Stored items
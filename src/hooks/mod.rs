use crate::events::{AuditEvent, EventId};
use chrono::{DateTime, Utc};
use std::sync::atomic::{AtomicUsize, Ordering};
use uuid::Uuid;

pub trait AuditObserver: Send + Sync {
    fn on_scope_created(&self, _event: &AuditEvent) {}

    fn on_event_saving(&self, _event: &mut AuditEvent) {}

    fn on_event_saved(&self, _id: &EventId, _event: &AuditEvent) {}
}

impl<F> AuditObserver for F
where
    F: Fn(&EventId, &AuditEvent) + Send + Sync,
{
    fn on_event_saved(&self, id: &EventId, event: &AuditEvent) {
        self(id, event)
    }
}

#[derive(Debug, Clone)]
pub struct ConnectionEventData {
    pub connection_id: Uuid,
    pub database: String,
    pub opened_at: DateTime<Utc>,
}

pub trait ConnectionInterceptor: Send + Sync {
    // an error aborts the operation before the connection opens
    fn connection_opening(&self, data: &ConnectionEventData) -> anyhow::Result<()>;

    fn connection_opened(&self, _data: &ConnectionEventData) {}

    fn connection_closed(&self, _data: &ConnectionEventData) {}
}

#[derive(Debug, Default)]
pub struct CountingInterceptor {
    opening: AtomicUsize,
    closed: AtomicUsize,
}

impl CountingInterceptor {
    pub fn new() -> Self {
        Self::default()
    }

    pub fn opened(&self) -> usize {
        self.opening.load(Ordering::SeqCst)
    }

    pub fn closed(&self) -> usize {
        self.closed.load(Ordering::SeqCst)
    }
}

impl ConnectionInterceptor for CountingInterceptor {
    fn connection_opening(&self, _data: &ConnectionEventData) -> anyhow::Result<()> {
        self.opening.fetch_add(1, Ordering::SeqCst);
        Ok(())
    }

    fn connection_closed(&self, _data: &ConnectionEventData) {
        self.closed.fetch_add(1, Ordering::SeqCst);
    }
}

▶ [Task details]:
All that is wanted is a faithful reproduction of the line above with "self(id, event)", the line with "fn connection_opening(&self, data: &ConnectionEventData)", and every line in between.

▶ [Solution for this exercise]:
        self(id, event)
    }
}

#[derive(Debug, Clone)]
pub struct ConnectionEventData {
    pub connection_id: Uuid,
    pub database: String,
    pub opened_at: DateTime<Utc>,
}

pub trait ConnectionInterceptor: Send + Sync {
    // an error aborts the operation before the connection opens
    fn connection_opening(&self, data: &ConnectionEventData) -> anyhow::Result<()>;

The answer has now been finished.